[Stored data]
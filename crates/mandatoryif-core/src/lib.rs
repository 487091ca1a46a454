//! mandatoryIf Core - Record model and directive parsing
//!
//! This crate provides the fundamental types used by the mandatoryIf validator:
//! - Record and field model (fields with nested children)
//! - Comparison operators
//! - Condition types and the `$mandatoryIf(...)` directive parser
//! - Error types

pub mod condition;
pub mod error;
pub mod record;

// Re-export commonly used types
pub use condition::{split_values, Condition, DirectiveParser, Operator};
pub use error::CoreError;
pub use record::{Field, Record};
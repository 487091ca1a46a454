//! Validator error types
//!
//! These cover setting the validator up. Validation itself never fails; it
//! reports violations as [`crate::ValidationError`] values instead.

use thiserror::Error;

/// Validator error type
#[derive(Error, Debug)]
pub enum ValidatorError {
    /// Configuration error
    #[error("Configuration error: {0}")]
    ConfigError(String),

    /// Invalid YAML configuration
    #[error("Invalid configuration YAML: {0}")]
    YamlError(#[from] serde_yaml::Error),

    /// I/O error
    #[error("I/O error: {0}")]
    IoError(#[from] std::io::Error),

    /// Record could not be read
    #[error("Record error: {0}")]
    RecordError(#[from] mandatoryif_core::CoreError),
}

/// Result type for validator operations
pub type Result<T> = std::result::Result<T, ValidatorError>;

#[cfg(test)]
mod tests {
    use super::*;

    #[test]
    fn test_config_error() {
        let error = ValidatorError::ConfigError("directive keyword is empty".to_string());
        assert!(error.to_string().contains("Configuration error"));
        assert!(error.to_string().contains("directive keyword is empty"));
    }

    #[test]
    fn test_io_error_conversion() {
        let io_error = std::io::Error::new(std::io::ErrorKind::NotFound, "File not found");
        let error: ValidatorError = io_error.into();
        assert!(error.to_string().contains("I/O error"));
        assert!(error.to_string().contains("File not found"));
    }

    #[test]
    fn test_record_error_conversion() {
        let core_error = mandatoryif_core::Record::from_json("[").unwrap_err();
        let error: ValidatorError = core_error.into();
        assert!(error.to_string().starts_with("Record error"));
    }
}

- [Task details]:
If a line in the data above holds the word "types", count it, and give only the final number.

- [Task answer]:
5